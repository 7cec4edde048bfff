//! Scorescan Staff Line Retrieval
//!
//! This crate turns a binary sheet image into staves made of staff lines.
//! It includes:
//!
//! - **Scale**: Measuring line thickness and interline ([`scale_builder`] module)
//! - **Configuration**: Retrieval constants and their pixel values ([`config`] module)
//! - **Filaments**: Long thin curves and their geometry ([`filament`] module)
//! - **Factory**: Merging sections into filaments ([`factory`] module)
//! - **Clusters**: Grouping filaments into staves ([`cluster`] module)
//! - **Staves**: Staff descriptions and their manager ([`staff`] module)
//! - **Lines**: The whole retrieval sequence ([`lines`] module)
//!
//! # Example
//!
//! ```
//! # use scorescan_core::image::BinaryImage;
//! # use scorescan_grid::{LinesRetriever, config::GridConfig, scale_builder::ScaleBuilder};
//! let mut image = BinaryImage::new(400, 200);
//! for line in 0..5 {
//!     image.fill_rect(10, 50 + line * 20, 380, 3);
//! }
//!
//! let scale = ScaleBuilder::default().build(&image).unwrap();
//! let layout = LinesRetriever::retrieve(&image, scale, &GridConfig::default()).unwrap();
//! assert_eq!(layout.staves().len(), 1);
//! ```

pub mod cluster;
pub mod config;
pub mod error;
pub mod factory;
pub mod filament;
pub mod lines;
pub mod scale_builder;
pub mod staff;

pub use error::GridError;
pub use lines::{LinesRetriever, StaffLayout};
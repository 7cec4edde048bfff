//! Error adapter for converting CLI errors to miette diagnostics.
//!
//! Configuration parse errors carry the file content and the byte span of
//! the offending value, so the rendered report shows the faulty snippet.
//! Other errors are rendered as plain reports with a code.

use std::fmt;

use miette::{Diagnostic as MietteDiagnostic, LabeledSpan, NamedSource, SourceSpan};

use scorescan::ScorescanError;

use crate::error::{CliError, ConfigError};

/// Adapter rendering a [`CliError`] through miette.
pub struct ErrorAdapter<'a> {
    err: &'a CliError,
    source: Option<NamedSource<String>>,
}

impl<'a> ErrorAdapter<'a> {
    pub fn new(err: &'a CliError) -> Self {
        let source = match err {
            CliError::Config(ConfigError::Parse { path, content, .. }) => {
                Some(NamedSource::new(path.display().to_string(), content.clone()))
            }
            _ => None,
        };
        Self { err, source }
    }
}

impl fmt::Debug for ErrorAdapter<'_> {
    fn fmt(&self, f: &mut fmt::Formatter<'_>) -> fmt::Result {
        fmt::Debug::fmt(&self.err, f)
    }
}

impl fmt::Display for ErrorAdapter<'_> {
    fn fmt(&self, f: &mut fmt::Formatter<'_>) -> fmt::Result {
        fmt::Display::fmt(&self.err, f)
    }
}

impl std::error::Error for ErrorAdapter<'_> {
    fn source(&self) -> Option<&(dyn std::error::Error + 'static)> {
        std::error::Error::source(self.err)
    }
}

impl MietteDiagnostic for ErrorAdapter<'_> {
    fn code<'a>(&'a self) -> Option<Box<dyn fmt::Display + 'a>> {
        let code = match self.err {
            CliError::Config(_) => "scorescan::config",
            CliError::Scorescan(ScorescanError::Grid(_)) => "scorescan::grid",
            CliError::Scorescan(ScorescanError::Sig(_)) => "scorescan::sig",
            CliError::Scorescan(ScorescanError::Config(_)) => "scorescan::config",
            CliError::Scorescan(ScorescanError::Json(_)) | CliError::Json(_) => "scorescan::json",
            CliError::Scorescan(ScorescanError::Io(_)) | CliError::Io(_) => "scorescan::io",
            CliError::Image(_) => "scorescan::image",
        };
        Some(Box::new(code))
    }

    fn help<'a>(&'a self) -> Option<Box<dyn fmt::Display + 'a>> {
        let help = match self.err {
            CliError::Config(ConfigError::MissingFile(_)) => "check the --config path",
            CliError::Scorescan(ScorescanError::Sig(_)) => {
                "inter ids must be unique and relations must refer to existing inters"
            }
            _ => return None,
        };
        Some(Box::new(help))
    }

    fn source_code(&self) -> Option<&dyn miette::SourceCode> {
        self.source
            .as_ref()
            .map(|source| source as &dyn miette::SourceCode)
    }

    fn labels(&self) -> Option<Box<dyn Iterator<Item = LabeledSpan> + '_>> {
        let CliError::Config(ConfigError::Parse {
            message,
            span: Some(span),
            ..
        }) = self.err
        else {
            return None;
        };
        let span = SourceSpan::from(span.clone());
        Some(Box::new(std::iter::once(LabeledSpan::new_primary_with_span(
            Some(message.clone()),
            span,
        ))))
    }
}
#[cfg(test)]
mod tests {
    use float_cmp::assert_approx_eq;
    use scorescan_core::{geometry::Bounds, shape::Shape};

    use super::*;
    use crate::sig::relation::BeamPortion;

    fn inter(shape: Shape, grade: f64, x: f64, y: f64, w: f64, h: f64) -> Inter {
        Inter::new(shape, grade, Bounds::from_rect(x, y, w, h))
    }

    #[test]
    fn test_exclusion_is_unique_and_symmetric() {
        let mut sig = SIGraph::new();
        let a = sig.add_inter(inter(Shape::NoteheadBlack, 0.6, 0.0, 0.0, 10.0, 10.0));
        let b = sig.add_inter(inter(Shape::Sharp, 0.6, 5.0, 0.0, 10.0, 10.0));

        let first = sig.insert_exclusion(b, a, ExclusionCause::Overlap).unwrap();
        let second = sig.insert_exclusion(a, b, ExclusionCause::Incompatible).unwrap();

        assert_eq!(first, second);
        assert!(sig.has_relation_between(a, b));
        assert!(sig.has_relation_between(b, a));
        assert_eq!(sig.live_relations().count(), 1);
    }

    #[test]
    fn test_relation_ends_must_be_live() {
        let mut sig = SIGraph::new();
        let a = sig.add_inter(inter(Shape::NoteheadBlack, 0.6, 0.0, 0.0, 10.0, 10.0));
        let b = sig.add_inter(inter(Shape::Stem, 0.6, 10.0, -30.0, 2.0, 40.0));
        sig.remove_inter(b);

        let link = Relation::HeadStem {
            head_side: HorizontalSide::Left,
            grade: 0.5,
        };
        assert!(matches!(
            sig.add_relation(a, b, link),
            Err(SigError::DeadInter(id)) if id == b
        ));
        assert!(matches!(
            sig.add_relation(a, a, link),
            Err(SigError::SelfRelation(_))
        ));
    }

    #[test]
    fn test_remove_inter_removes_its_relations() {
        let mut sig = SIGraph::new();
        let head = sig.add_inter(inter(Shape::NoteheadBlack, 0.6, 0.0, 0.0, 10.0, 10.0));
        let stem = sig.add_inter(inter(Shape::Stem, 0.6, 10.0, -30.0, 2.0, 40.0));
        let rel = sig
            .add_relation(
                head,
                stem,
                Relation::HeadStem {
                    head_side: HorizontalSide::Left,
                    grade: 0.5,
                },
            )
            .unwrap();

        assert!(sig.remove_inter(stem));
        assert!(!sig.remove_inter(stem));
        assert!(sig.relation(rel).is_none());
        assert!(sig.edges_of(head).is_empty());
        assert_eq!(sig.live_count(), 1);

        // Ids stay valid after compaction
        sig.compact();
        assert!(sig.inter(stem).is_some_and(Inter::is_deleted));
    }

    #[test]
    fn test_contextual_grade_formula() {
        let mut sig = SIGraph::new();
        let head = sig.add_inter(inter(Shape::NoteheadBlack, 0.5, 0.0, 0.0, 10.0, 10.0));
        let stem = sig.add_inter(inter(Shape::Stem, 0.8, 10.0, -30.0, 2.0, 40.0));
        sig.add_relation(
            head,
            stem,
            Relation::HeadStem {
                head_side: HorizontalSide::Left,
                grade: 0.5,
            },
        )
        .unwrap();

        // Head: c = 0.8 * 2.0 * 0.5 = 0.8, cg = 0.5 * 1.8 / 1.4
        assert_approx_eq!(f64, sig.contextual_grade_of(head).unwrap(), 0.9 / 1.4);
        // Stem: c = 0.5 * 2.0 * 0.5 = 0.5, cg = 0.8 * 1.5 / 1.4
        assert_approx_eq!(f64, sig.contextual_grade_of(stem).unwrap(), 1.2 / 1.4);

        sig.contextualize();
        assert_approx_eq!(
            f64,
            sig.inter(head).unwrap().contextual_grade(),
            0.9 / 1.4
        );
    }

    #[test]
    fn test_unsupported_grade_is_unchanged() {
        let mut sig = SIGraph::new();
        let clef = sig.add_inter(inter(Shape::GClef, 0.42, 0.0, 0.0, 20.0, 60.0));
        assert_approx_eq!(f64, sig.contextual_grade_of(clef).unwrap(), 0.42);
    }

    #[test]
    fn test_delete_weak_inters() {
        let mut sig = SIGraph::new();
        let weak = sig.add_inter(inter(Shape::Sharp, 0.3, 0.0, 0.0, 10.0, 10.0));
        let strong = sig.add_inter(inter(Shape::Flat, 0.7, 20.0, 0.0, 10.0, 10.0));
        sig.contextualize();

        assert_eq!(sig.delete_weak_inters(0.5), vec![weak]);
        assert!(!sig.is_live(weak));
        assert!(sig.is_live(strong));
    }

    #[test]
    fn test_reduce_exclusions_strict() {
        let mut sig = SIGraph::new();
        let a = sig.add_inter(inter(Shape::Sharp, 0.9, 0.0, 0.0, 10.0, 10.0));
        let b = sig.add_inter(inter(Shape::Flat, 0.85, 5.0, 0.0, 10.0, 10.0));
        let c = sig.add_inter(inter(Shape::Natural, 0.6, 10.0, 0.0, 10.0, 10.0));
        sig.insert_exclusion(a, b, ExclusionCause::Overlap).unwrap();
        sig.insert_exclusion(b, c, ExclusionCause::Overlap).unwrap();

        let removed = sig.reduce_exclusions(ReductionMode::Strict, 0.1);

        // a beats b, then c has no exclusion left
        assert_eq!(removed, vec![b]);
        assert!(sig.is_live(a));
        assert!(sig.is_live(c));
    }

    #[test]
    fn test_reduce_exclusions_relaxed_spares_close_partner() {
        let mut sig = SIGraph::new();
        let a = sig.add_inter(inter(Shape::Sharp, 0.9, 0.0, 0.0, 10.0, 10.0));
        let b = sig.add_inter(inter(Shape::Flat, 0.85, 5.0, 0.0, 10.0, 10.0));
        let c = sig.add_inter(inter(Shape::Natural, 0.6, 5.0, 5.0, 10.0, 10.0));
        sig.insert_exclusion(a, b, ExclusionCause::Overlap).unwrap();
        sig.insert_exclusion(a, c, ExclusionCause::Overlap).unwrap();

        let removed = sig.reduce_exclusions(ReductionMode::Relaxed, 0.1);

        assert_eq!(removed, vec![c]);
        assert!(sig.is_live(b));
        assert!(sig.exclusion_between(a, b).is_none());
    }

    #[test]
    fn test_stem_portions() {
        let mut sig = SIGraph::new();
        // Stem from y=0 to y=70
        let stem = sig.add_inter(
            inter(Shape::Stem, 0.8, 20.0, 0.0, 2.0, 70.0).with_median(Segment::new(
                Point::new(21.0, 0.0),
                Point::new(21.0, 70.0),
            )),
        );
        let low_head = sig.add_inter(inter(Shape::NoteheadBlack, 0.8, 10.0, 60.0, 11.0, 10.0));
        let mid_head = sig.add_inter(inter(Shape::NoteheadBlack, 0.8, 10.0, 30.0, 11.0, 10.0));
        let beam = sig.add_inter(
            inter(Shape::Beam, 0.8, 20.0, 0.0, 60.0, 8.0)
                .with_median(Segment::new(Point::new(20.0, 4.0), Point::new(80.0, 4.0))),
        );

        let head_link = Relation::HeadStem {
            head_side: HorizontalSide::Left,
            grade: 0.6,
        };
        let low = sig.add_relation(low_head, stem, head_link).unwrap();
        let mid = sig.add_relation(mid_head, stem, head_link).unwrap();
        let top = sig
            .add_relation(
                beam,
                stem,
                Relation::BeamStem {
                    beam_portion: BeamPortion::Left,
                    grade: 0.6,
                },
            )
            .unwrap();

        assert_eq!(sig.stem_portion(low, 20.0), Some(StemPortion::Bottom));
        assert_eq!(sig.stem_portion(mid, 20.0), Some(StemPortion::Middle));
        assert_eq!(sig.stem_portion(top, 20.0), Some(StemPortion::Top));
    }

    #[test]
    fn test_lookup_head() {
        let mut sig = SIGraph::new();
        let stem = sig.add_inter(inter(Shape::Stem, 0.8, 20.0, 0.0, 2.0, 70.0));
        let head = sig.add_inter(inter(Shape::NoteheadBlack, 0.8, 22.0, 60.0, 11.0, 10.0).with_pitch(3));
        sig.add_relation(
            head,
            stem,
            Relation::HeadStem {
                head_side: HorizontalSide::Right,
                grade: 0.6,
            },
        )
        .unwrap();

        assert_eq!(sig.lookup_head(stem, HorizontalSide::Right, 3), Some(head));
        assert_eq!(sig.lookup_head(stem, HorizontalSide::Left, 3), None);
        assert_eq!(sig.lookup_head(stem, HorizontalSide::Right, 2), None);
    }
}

*WORK INSTRUCTIONS*: Copy out, from the material above, each line in which the string "HeadStem" is found.

*RESPONSE AREA*:
        let link = Relation::HeadStem {
                Relation::HeadStem {
            Relation::HeadStem {
        let head_link = Relation::HeadStem {
            Relation::HeadStem {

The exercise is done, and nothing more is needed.